Fox Sports Teams With IBM Watson to Use Artificial Intelligence for FIFA World Cup

FIFA World Cup Highlight Machine - Publicity - H 2018
Courtesy of Fox Sports

Fox Sports has tapped into the potential of artificial intelligence and machine learning to deliver the innovative FIFA World Cup Highlight Machine, available through its Fox Sports App and

A collaboration with IBM, the Highlight Machine is enabled by the IBM Watson computer technology. It analyzes video from the FIFA World Cup archive, as well as 2018 footage, and extracts data, allowing users to search for goals, red cards, players by name and the like.

It is about creating a "compelling user experience around highlights, not just in 2018 but also previously, at leat 50 years," says David Mowrey, head of product and development at IBM Watson Media.

More typically, gathering this sort of data would be a task done manually by employees, but considering the scope of the World Cup, that would be impractical, and arguably impossible, Mowrey explains, because of the enormous volume of video that is involved. Mowrey tells The Hollywood Reporter that the 2014 World Cup tournament alone represents roughly 98,000 hours of video content, including the matches, press conferences and other material.

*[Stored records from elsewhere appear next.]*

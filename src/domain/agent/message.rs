//! Message value object - one immutable record in the turn transcript.

use serde::{Deserialize, Serialize};

use crate::domain::foundation::ToolCallId;
use crate::domain::tools::ToolCall;

/// Who produced a message.
#[derive(Debug, Clone, Copy, PartialEq, Eq, Hash, Serialize, Deserialize)]
#[serde(rename_all = "lowercase")]
pub enum MessageOrigin {
    /// User input.
    User,
    /// Model reply (Researcher or Writer).
    Assistant,
    /// Result of a tool invocation.
    Tool,
    /// System directive (never persisted, prepended per model call).
    System,
}

impl MessageOrigin {
    /// Stable lowercase label, used for transcripts and persistence.
    pub fn label(&self) -> &'static str {
        match self {
            MessageOrigin::User => "user",
            MessageOrigin::Assistant => "assistant",
            MessageOrigin::Tool => "tool",
            MessageOrigin::System => "system",
        }
    }

    /// Parses a label produced by [`MessageOrigin::label`].
    pub fn parse(label: &str) -> Option<Self> {
        match label {
            "user" => Some(MessageOrigin::User),
            "assistant" => Some(MessageOrigin::Assistant),
            "tool" => Some(MessageOrigin::Tool),
            "system" => Some(MessageOrigin::System),
            _ => None,
        }
    }
}

/// An immutable record of one transcript entry.
///
/// `content` may be empty when the message is purely a tool-invocation
/// request; `tool_call_id` is present only on tool-result messages and
/// correlates the result to the request that produced it.
#[derive(Debug, Clone, PartialEq, Eq, Serialize, Deserialize)]
pub struct Message {
    origin: MessageOrigin,
    content: String,
    #[serde(default, skip_serializing_if = "Vec::is_empty")]
    tool_calls: Vec<ToolCall>,
    #[serde(default, skip_serializing_if = "Option::is_none")]
    tool_call_id: Option<ToolCallId>,
}

impl Message {
    /// Creates a user message.
    pub fn user(content: impl Into<String>) -> Self {
        Self {
            origin: MessageOrigin::User,
            content: content.into(),
            tool_calls: Vec::new(),
            tool_call_id: None,
        }
    }

    /// Creates a plain assistant message.
    pub fn assistant(content: impl Into<String>) -> Self {
        Self {
            origin: MessageOrigin::Assistant,
            content: content.into(),
            tool_calls: Vec::new(),
            tool_call_id: None,
        }
    }

    /// Creates an assistant message carrying tool-invocation requests.
    pub fn assistant_with_tool_calls(
        content: impl Into<String>,
        tool_calls: Vec<ToolCall>,
    ) -> Self {
        Self {
            origin: MessageOrigin::Assistant,
            content: content.into(),
            tool_calls,
            tool_call_id: None,
        }
    }

    /// Creates a tool-result message correlated to its originating request.
    pub fn tool_result(tool_call_id: ToolCallId, content: impl Into<String>) -> Self {
        Self {
            origin: MessageOrigin::Tool,
            content: content.into(),
            tool_calls: Vec::new(),
            tool_call_id: Some(tool_call_id),
        }
    }

    /// Creates a system directive message.
    pub fn system(content: impl Into<String>) -> Self {
        Self {
            origin: MessageOrigin::System,
            content: content.into(),
            tool_calls: Vec::new(),
            tool_call_id: None,
        }
    }

    /// Returns the origin.
    pub fn origin(&self) -> MessageOrigin {
        self.origin
    }

    /// Returns the text content.
    pub fn content(&self) -> &str {
        &self.content
    }

    /// Returns the requested tool invocations, in request order.
    pub fn tool_calls(&self) -> &[ToolCall] {
        &self.tool_calls
    }

    /// Returns true if this message requests at least one tool invocation.
    pub fn has_tool_calls(&self) -> bool {
        !self.tool_calls.is_empty()
    }

    /// Returns the correlation id (tool-result messages only).
    pub fn tool_call_id(&self) -> Option<&ToolCallId> {
        self.tool_call_id.as_ref()
    }
}

#[cfg(test)]
mod tests {
    use super::*;
    use crate::domain::foundation::ToolCallId;

    #[test]
    fn user_message_has_no_tool_calls() {
        let msg = Message::user("What is in the knowledge base?");
        assert_eq!(msg.origin(), MessageOrigin::User);
        assert!(!msg.has_tool_calls());
        assert!(msg.tool_call_id().is_none());
    }

    #[test]
    fn assistant_with_tool_calls_preserves_request_order() {
        let calls = vec![
            ToolCall::generate("get_current_time", serde_json::json!({})),
            ToolCall::generate("calculate_expression", serde_json::json!({"expression": "2+2"})),
        ];
        let msg = Message::assistant_with_tool_calls("", calls);

        assert!(msg.has_tool_calls());
        assert_eq!(msg.tool_calls()[0].name(), "get_current_time");
        assert_eq!(msg.tool_calls()[1].name(), "calculate_expression");
        assert!(msg.content().is_empty());
    }

    #[test]
    fn tool_result_carries_correlation_id() {
        let id = ToolCallId::new("call_xyz").unwrap();
        let msg = Message::tool_result(id.clone(), "3 files: a.pdf, b.md, c.txt");

        assert_eq!(msg.origin(), MessageOrigin::Tool);
        assert_eq!(msg.tool_call_id(), Some(&id));
        assert_eq!(msg.content(), "3 files: a.pdf, b.md, c.txt");
    }

    #[test]
    fn origin_labels_round_trip() {
        for origin in [
            MessageOrigin::User,
            MessageOrigin::Assistant,
            MessageOrigin::Tool,
            MessageOrigin::System,
        ] {
            assert_eq!(MessageOrigin::parse(origin.label()), Some(origin));
        }
        assert_eq!(MessageOrigin::parse("unknown"), None);
    }

    #[test]
    fn origin_serializes_lowercase() {
        let json = serde_json::to_string(&MessageOrigin::Assistant).unwrap();
        assert_eq!(json, "\"assistant\"");
    }

    #[test]
    fn plain_message_serializes_without_tool_fields() {
        let msg = Message::assistant("Hello");
        let json = serde_json::to_string(&msg).unwrap();
        assert!(!json.contains("tool_calls"));
        assert!(!json.contains("tool_call_id"));
    }
}
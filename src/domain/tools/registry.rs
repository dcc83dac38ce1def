//! Tool Registry - definition catalog passed wholesale to the model binding.
//!
//! Dispatch by name stays a plain lookup; the model's reasoning over the
//! descriptions is what actually routes between tools.

use std::collections::HashMap;

use super::ToolDefinition;

/// Catalog of every tool the Researcher may request.
///
/// Registration order is preserved so the system directive and the model
/// binding always enumerate tools in the same, stable order.
#[derive(Debug, Clone, Default)]
pub struct ToolRegistry {
    /// All registered tools by name
    tools: HashMap<String, ToolDefinition>,

    /// Registration order
    order: Vec<String>,
}

impl ToolRegistry {
    /// Creates a new empty tool registry.
    pub fn new() -> Self {
        Self::default()
    }

    /// Registers a tool. A duplicate name replaces the earlier definition.
    pub fn register(&mut self, definition: ToolDefinition) {
        let name = definition.name().to_string();
        if self.tools.insert(name.clone(), definition).is_none() {
            self.order.push(name);
        }
    }

    /// Gets a tool definition by name.
    pub fn get(&self, name: &str) -> Option<&ToolDefinition> {
        self.tools.get(name)
    }

    /// Checks if a tool is registered.
    pub fn has_tool(&self, name: &str) -> bool {
        self.tools.contains_key(name)
    }

    /// Returns all definitions in registration order.
    pub fn definitions(&self) -> Vec<ToolDefinition> {
        self.order
            .iter()
            .filter_map(|name| self.tools.get(name).cloned())
            .collect()
    }

    /// Returns the number of registered tools.
    pub fn len(&self) -> usize {
        self.tools.len()
    }

    /// Returns true if no tools are registered.
    pub fn is_empty(&self) -> bool {
        self.tools.is_empty()
    }

    /// Converts all tools to the OpenAI function-calling wire format.
    pub fn to_openai_tools(&self) -> Vec<serde_json::Value> {
        self.definitions()
            .iter()
            .map(|tool| tool.to_openai_format())
            .collect()
    }
}
#[cfg(test)]
mod tests {
    use super::*;
    use crate::adapters::ai::MockModelCaller;
    use crate::adapters::retrieval::InMemoryRetriever;
    use crate::domain::foundation::{KnowledgeBaseId, SessionId};

    fn context() -> ToolExecutionContext {
        ToolExecutionContext::new(KnowledgeBaseId::default_kb(), SessionId::new(), 3)
    }

    fn suite() -> (Arc<MockModelCaller>, Arc<InMemoryRetriever>, BuiltinToolExecutor) {
        let model = Arc::new(MockModelCaller::new());
        let retriever = Arc::new(InMemoryRetriever::new());
        let executor = BuiltinToolExecutor::new(retriever.clone(), model.clone());
        (model, retriever, executor)
    }

    #[test]
    fn suite_offers_nine_tools() {
        let (_, _, executor) = suite();
        assert_eq!(executor.definitions().len(), 9);
        assert!(executor.has_tool("ask_knowledge_base"));
        assert!(executor.has_tool("calculate_expression"));
        assert!(!executor.has_tool("no_such_tool"));
    }

    #[tokio::test]
    async fn unknown_tool_is_rejected() {
        let (_, _, executor) = suite();
        let call = ToolCall::generate("no_such_tool", serde_json::json!({}));
        let result = executor.execute(&call, &context()).await;
        assert!(matches!(result, Err(ToolExecutionError::ToolNotFound(_))));
    }

    #[tokio::test]
    async fn ask_knowledge_base_formats_passages_with_source() {
        let (_, retriever, executor) = suite();
        retriever.add_passage(
            &KnowledgeBaseId::default_kb(),
            "Vacation days accrue monthly.",
            "handbook.pdf",
        );

        let call = ToolCall::generate(
            "ask_knowledge_base",
            serde_json::json!({"query": "vacation days"}),
        );
        let text = executor.execute(&call, &context()).await.unwrap();
        assert!(text.contains("[handbook.pdf]"));
        assert!(text.contains("Vacation days accrue monthly."));
    }

    #[tokio::test]
    async fn ask_knowledge_base_empty_result_reads_as_no_content() {
        let (_, _, executor) = suite();
        let call = ToolCall::generate(
            "ask_knowledge_base",
            serde_json::json!({"query": "anything"}),
        );
        let text = executor.execute(&call, &context()).await.unwrap();
        assert_eq!(text, NO_RELEVANT_CONTENT);
    }

    #[tokio::test]
    async fn ask_knowledge_base_requires_query() {
        let (_, _, executor) = suite();
        let call = ToolCall::generate("ask_knowledge_base", serde_json::json!({}));
        let result = executor.execute(&call, &context()).await;
        assert!(matches!(
            result,
            Err(ToolExecutionError::InvalidArguments { .. })
        ));
    }

    #[tokio::test]
    async fn list_files_without_store_reports_no_files() {
        let (_, _, executor) = suite();
        let call = ToolCall::generate("list_knowledge_base_files", serde_json::json!({}));
        let text = executor.execute(&call, &context()).await.unwrap();
        assert_eq!(text, NO_FILES);
    }

    #[tokio::test]
    async fn calculator_evaluates_expression() {
        let (_, _, executor) = suite();
        let call = ToolCall::generate(
            "calculate_expression",
            serde_json::json!({"expression": "(2 + 3) * 4"}),
        );
        let text = executor.execute(&call, &context()).await.unwrap();
        assert_eq!(text, "20");
    }

    #[tokio::test]
    async fn calculator_reports_division_by_zero() {
        let (_, _, executor) = suite();
        let call = ToolCall::generate(
            "calculate_expression",
            serde_json::json!({"expression": "1/0"}),
        );
        let result = executor.execute(&call, &context()).await;
        assert!(matches!(result, Err(ToolExecutionError::Failed { .. })));
    }

    #[tokio::test]
    async fn get_current_time_returns_utc_timestamp() {
        let (_, _, executor) = suite();
        let call = ToolCall::generate("get_current_time", serde_json::json!({}));
        let text = executor.execute(&call, &context()).await.unwrap();
        assert!(text.ends_with("UTC"));
    }

    #[tokio::test]
    async fn general_qa_delegates_to_model() {
        let (model, _, executor) = suite();
        model.enqueue(Ok(Message::assistant("Paris.")));

        let call = ToolCall::generate(
            "general_qa",
            serde_json::json!({"question": "capital of France?"}),
        );
        let text = executor.execute(&call, &context()).await.unwrap();
        assert_eq!(text, "Paris.");
        assert_eq!(model.call_count(), 1);
        // The nested model call runs in plain-text mode.
        assert!(model.captured_calls()[0].tools.is_none());
    }

    #[tokio::test]
    async fn model_backed_tool_failure_surfaces_as_tool_failure() {
        let (model, _, executor) = suite();
        model.enqueue(Err(crate::ports::ModelError::RateLimited));

        let call = ToolCall::generate(
            "summarize_text",
            serde_json::json!({"text": "long document"}),
        );
        let result = executor.execute(&call, &context()).await;
        assert!(matches!(result, Err(ToolExecutionError::Failed { .. })));
    }

    #[tokio::test]
    async fn translate_defaults_to_english() {
        let (model, _, executor) = suite();
        model.enqueue(Ok(Message::assistant("Hello")));

        let call = ToolCall::generate("translate_text", serde_json::json!({"text": "Bonjour"}));
        executor.execute(&call, &context()).await.unwrap();

        let captured = model.captured_calls();
        assert!(captured[0].messages[0].content().contains("English"));
    }
}
//! Knowledge retriever port - semantic lookup over a knowledge base.

use async_trait::async_trait;
use serde::{Deserialize, Serialize};
use thiserror::Error;

use crate::domain::foundation::KnowledgeBaseId;

/// One passage returned by a retrieval query, best match first.
#[derive(Debug, Clone, PartialEq, Serialize, Deserialize)]
pub struct RetrievedPassage {
    /// Passage text
    pub text: String,

    /// Source document the passage came from
    pub source: String,

    /// Relevance score, higher is better
    pub score: f64,
}

/// Errors a retrieval backend can produce.
#[derive(Debug, Error)]
pub enum RetrievalError {
    /// The named knowledge base does not exist in the backend.
    #[error("knowledge base not found: {0}")]
    KnowledgeBaseNotFound(String),

    /// The backend failed to serve the query.
    #[error("retrieval backend error: {0}")]
    Backend(String),
}

/// Retrieves the passages most relevant to a query.
///
/// An empty result is a normal outcome, not an error: it means the
/// knowledge base holds nothing relevant.
#[async_trait]
pub trait KnowledgeRetriever: Send + Sync {
    async fn query(
        &self,
        query: &str,
        knowledge_base: &KnowledgeBaseId,
        top_k: usize,
    ) -> Result<Vec<RetrievedPassage>, RetrievalError>;
}
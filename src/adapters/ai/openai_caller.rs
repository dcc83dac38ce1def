//! OpenAI-compatible chat-completions model caller.
//!
//! Works against any endpoint speaking the chat-completions wire format.
//! Transient failures (429, 5xx, network, timeout) are retried with
//! exponential backoff; everything else surfaces immediately.

use std::time::Duration;

use async_trait::async_trait;
use secrecy::{ExposeSecret, Secret};
use serde::{Deserialize, Serialize};
use tracing::{debug, warn};

use crate::config::AiConfig;
use crate::domain::agent::{Message, MessageOrigin};
use crate::domain::foundation::ToolCallId;
use crate::domain::tools::{ToolCall, ToolDefinition};
use crate::ports::{ModelCaller, ModelError};

/// Model caller backed by an OpenAI-compatible HTTP endpoint.
pub struct OpenAiModelCaller {
    client: reqwest::Client,
    api_key: Secret<String>,
    model: String,
    base_url: String,
    timeout_secs: u64,
    max_retries: u32,
}

impl OpenAiModelCaller {
    /// Creates a caller from configuration.
    pub fn new(config: &AiConfig) -> Result<Self, ModelError> {
        let timeout_secs = config.request_timeout_secs();
        let client = reqwest::Client::builder()
            .timeout(Duration::from_secs(timeout_secs))
            .build()
            .map_err(|e| ModelError::Network(e.to_string()))?;

        Ok(Self {
            client,
            api_key: config.api_key().clone(),
            model: config.model().to_string(),
            base_url: config.base_url().trim_end_matches('/').to_string(),
            timeout_secs,
            max_retries: config.max_retries(),
        })
    }

    async fn call_once(
        &self,
        messages: &[Message],
        tools: Option<&[ToolDefinition]>,
    ) -> Result<Message, ModelError> {
        let request = WireRequest {
            model: &self.model,
            messages: messages.iter().map(WireMessage::from_domain).collect(),
            tools: tools.map(|defs| defs.iter().map(|d| d.to_openai_format()).collect()),
        };

        let url = format!("{}/chat/completions", self.base_url);
        let response = self
            .client
            .post(&url)
            .bearer_auth(self.api_key.expose_secret())
            .json(&request)
            .send()
            .await
            .map_err(|e| {
                if e.is_timeout() {
                    ModelError::Timeout(self.timeout_secs)
                } else {
                    ModelError::Network(e.to_string())
                }
            })?;

        let status = response.status();
        if !status.is_success() {
            let body = response.text().await.unwrap_or_default();
            return Err(match status.as_u16() {
                401 | 403 => ModelError::AuthenticationFailed,
                429 => ModelError::RateLimited,
                400 if body.contains("context_length") => ModelError::ContextTooLong,
                400 => ModelError::InvalidRequest(body),
                _ => ModelError::Unavailable(format!("{}: {}", status, body)),
            });
        }

        let body: WireResponse = response
            .json()
            .await
            .map_err(|e| ModelError::Parse(e.to_string()))?;

        let choice = body
            .choices
            .into_iter()
            .next()
            .ok_or_else(|| ModelError::Parse("response contained no choices".into()))?;

        choice.message.into_domain()
    }
}

#[async_trait]
impl ModelCaller for OpenAiModelCaller {
    async fn invoke(
        &self,
        messages: &[Message],
        tools: Option<&[ToolDefinition]>,
    ) -> Result<Message, ModelError> {
        let mut attempt = 0u32;
        loop {
            match self.call_once(messages, tools).await {
                Ok(reply) => {
                    debug!(attempt, "model call succeeded");
                    return Ok(reply);
                }
                Err(err) if err.is_retryable() && attempt < self.max_retries => {
                    let backoff = Duration::from_millis(500 * 2u64.pow(attempt));
                    warn!(attempt, error = %err, "retrying model call");
                    tokio::time::sleep(backoff).await;
                    attempt += 1;
                }
                Err(err) => return Err(err),
            }
        }
    }
}

#[derive(Serialize)]
struct WireRequest<'a> {
    model: &'a str,
    messages: Vec<WireMessage>,
    #[serde(skip_serializing_if = "Option::is_none")]
    tools: Option<Vec<serde_json::Value>>,
}

#[derive(Serialize, Deserialize)]
struct WireMessage {
    role: String,
    #[serde(default)]
    content: Option<String>,
    #[serde(default, skip_serializing_if = "Option::is_none")]
    tool_calls: Option<Vec<WireToolCall>>,
    #[serde(default, skip_serializing_if = "Option::is_none")]
    tool_call_id: Option<String>,
}

#[derive(Serialize, Deserialize)]
struct WireToolCall {
    id: String,
    #[serde(rename = "type")]
    kind: String,
    function: WireFunction,
}

#[derive(Serialize, Deserialize)]
struct WireFunction {
    name: String,
    // The wire format carries arguments as a JSON-encoded string.
    arguments: String,
}

#[derive(Deserialize)]
struct WireResponse {
    choices: Vec<WireChoice>,
}

#[derive(Deserialize)]
struct WireChoice {
    message: WireMessage,
}

impl WireMessage {
    fn from_domain(message: &Message) -> Self {
        let tool_calls = if message.has_tool_calls() {
            Some(
                message
                    .tool_calls()
                    .iter()
                    .map(|call| WireToolCall {
                        id: call.id().to_string(),
                        kind: "function".to_string(),
                        function: WireFunction {
                            name: call.name().to_string(),
                            arguments: call.arguments().to_string(),
                        },
                    })
                    .collect(),
            )
        } else {
            None
        };

        Self {
            role: message.origin().label().to_string(),
            content: Some(message.content().to_string()),
            tool_calls,
            tool_call_id: message.tool_call_id().map(|id| id.to_string()),
        }
    }

    fn into_domain(self) -> Result<Message, ModelError> {
        if self.role != MessageOrigin::Assistant.label() {
            return Err(ModelError::Parse(format!(
                "unexpected reply role: {}",
                self.role
            )));
        }
        let content = self.content.unwrap_or_default();

        match self.tool_calls {
            Some(wire_calls) if !wire_calls.is_empty() => {
                let mut calls = Vec::with_capacity(wire_calls.len());
                for wire in wire_calls {
                    let id = ToolCallId::new(wire.id)
                        .map_err(|e| ModelError::Parse(e.to_string()))?;
                    // Malformed argument JSON degrades to an empty object:
                    // the executor rejects the call with error text and the
                    // turn continues, instead of aborting on a provider
                    // glitch.
                    let arguments: serde_json::Value =
                        serde_json::from_str(&wire.function.arguments).unwrap_or_else(|e| {
                            warn!(
                                tool = %wire.function.name,
                                error = %e,
                                "unparseable tool arguments, substituting empty object"
                            );
                            serde_json::json!({})
                        });
                    calls.push(ToolCall::new(id, wire.function.name, arguments));
                }
                Ok(Message::assistant_with_tool_calls(content, calls))
            }
            _ => Ok(Message::assistant(content)),
        }
    }
}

The exec adds that Watson also can deliver "insight" that’s "hard to do manually. We can analyze the audio track and provide a transcript or generate closed captions."

Mowrey confirmed that his unit is working with other businesses in the media and entertainment industry "to integrate not only these tools but other products such as Watson Captions (a tools that uses AI to automate the captioning process."

Earlier this year, IBM was the official AI partner for the 60th annual Grammy Awards, and the Recording Academy used IBM Watson’s capabilities to process roughly five and a half hours of red-carpet live coverage and an estimated 100,000 images.

Looking ahead, Mowrey tells THR that Watson technology could be used to catalog dailies for film editors, which is currently a manual process handled by assistant editors. But he also was quick to emphasize that “it’s about working with the editor, not replacing the editors. [Watson] can augment the work, so they can be faster and more efficient.”